(Stored items)
--- --- ---
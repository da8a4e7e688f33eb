//! Multiplication rule for multi-step processes and its decision tree.
//!
//! A process made of independent steps, each with a list of options, has as
//! many outcomes as the product of the option counts. The tree lists every
//! path, one option per line:
//!
//! ```text
//! Start
//!  ├─ red
//!  │  ├─ S
//!  │  └─ M
//!  └─ blue
//!     ├─ S
//!     └─ M
//! ```

use std::fmt::Write as _;

use num_bigint::BigUint;
use serde::Serialize;

use crate::{combinatorics::serialize_decimal, parse::parse_options};

/// Maximum number of lines of a rendered tree, including the root line.
pub const MAX_TREE_LINES: usize = 350;

/// Minimum number of steps a process needs.
pub const MIN_STEPS: usize = 2;

#[derive(Debug, Clone, PartialEq, Eq, derive_more::Display, derive_more::Error)]
pub enum CountingTreeError {
    #[display("at least {MIN_STEPS} steps are required (got {actual})")]
    NotEnoughSteps { actual: usize },
    #[display("step '{name}' needs at least one option")]
    EmptyStep { name: String },
}

/// One step of a process.
#[derive(Debug, Clone, PartialEq, Eq, Serialize)]
pub struct Step {
    pub name: String,
    pub options: Vec<String>,
}

impl Step {
    /// Creates a step from a comma-separated option list.
    ///
    /// # Examples
    ///
    /// ```
    /// # use probstat_stats::counting_tree::Step;
    /// let step = Step::parse("Color", "red, blue");
    /// assert_eq!(step.options, ["red", "blue"]);
    /// ```
    #[must_use]
    pub fn parse(name: &str, options: &str) -> Self {
        Self {
            name: name.trim().to_string(),
            options: parse_options(options),
        }
    }
}

/// A multi-step process counted with the multiplication rule.
#[derive(Debug, Clone, PartialEq, Eq, Serialize)]
pub struct CountingTree {
    pub steps: Vec<Step>,
    /// Product of the option counts.
    #[serde(serialize_with = "serialize_decimal")]
    pub total: BigUint,
}

impl CountingTree {
    /// Validates the steps and counts the outcomes.
    ///
    /// Steps after the first [`MIN_STEPS`] may be left without options, in
    /// which case they are dropped. Required steps must have at least one
    /// option.
    ///
    /// # Examples
    ///
    /// ```
    /// use probstat_stats::counting_tree::{CountingTree, Step};
    ///
    /// let tree = CountingTree::new(vec![
    ///     Step::parse("Color", "red, blue"),
    ///     Step::parse("Size", "S, M, L"),
    ///     Step::parse("Extra", ""),
    /// ])
    /// .unwrap();
    /// assert_eq!(tree.total.to_string(), "6");
    /// assert_eq!(tree.formula(), "2 × 3 = 6");
    /// ```
    pub fn new(steps: Vec<Step>) -> Result<Self, CountingTreeError> {
        if steps.len() < MIN_STEPS {
            return Err(CountingTreeError::NotEnoughSteps {
                actual: steps.len(),
            });
        }
        if let Some(step) = steps[..MIN_STEPS].iter().find(|s| s.options.is_empty()) {
            return Err(CountingTreeError::EmptyStep {
                name: step.name.clone(),
            });
        }

        let steps = steps
            .into_iter()
            .enumerate()
            .filter(|(i, s)| *i < MIN_STEPS || !s.options.is_empty())
            .map(|(_, s)| s)
            .collect::<Vec<_>>();
        let total = steps
            .iter()
            .map(|s| BigUint::from(s.options.len()))
            .product::<BigUint>();
        Ok(Self { steps, total })
    }

    /// Returns the multiplication written out, e.g. `2 × 3 × 4 = 24`.
    #[must_use]
    pub fn formula(&self) -> String {
        let factors = self
            .steps
            .iter()
            .map(|s| s.options.len().to_string())
            .collect::<Vec<_>>()
            .join(" × ");
        format!("{factors} = {}", self.total)
    }

    /// Renders the decision tree, truncated after `max_lines` lines.
    ///
    /// # Examples
    ///
    /// ```
    /// use probstat_stats::counting_tree::{CountingTree, Step};
    ///
    /// let tree = CountingTree::new(vec![
    ///     Step::parse("Color", "red, blue"),
    ///     Step::parse("Size", "S"),
    /// ])
    /// .unwrap();
    /// assert_eq!(
    ///     tree.render(350),
    ///     "Start\n ├─ red\n │  └─ S\n └─ blue\n    └─ S\n"
    /// );
    /// ```
    #[must_use]
    pub fn render(&self, max_lines: usize) -> String {
        let mut renderer = TreeRenderer {
            out: String::from("Start\n"),
            lines: 1,
            max_lines,
        };
        if renderer.render_level(&self.steps, "").is_err() {
            let _ = write!(
                renderer.out,
                "\n... (tree truncated to {max_lines} lines)\n"
            );
        }
        renderer.out
    }
}

/// Marker for a tree that hit the line limit.
struct Truncated;

struct TreeRenderer {
    out: String,
    lines: usize,
    max_lines: usize,
}

impl TreeRenderer {
    fn render_level(&mut self, steps: &[Step], prefix: &str) -> Result<(), Truncated> {
        let Some((step, rest)) = steps.split_first() else {
            return Ok(());
        };
        for (i, option) in step.options.iter().enumerate() {
            let is_last = i == step.options.len() - 1;
            let connector = if is_last { " └─" } else { " ├─" };
            let _ = writeln!(self.out, "{prefix}{connector} {option}");
            self.lines += 1;
            if self.lines >= self.max_lines {
                return Err(Truncated);
            }

            let child_prefix = format!("{prefix}{}", if is_last { "   " } else { " │ " });
            self.render_level(rest, &child_prefix)?;
        }
        Ok(())
    }
}

#[cfg(test)]
mod tests {
    use super::*;

    fn steps(specs: &[(&str, &str)]) -> Vec<Step> {
        specs
            .iter()
            .map(|(name, options)| Step::parse(name, options))
            .collect()
    }

    #[test]
    fn test_requires_two_steps() {
        let err = CountingTree::new(steps(&[("A", "x")])).unwrap_err();
        assert_eq!(err, CountingTreeError::NotEnoughSteps { actual: 1 });
    }

    #[test]
    fn test_required_step_without_options() {
        let err = CountingTree::new(steps(&[("A", "x"), ("B", " , ")])).unwrap_err();
        assert_eq!(
            err.to_string(),
            "step 'B' needs at least one option"
        );
    }

    #[test]
    fn test_three_steps() {
        let tree =
            CountingTree::new(steps(&[("A", "a1,a2"), ("B", "b1"), ("C", "c1,c2")])).unwrap();
        assert_eq!(tree.total, BigUint::from(4_u32));
        assert_eq!(tree.formula(), "2 × 1 × 2 = 4");
        let expected = "Start\n\
             \x20├─ a1\n\
             \x20│  └─ b1\n\
             \x20│     ├─ c1\n\
             \x20│     └─ c2\n\
             \x20└─ a2\n\
             \x20   └─ b1\n\
             \x20      ├─ c1\n\
             \x20      └─ c2\n";
        assert_eq!(tree.render(MAX_TREE_LINES), expected);
    }

    #[test]
    fn test_truncation() {
        let many = (0..30).map(|i| i.to_string()).collect::<Vec<_>>().join(",");
        let tree = CountingTree::new(steps(&[("A", &many), ("B", &many)])).unwrap();
        assert_eq!(tree.total, BigUint::from(900_u32));

        let rendered = tree.render(10);
        assert!(rendered.ends_with("\n... (tree truncated to 10 lines)\n"));
        // Root line plus nine option lines
        let body = rendered.split("\n\n").next().unwrap();
        assert_eq!(body.lines().count(), 10);
    }

    #[test]
    fn test_total_beyond_machine_integers() {
        let options = (0..10).map(|i| i.to_string()).collect::<Vec<_>>().join(",");
        let many = (0..40)
            .map(|i| Step::parse(&format!("S{i}"), &options))
            .collect();
        let tree = CountingTree::new(many).unwrap();

        let expected = format!("1{}", "0".repeat(40));
        assert_eq!(tree.total.to_string(), expected);
        assert!(tree.formula().ends_with(&format!("× 10 = {expected}")));

        let json = serde_json::to_value(&tree).unwrap();
        assert_eq!(json["total"], serde_json::Value::String(expected));

        // Rendering stays bounded however large the total is
        let rendered = tree.render(MAX_TREE_LINES);
        assert!(rendered.ends_with(&format!("(tree truncated to {MAX_TREE_LINES} lines)\n")));
    }
}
--- --- ---
_PROBLEM TO SOLVE_. Take every line from the data that contains the word "CountingTreeError".

_REPLY TO THE EXERCISE_.
pub enum CountingTreeError {
    pub fn new(steps: Vec<Step>) -> Result<Self, CountingTreeError> {
            return Err(CountingTreeError::NotEnoughSteps {
            return Err(CountingTreeError::EmptyStep {
        assert_eq!(err, CountingTreeError::NotEnoughSteps { actual: 1 });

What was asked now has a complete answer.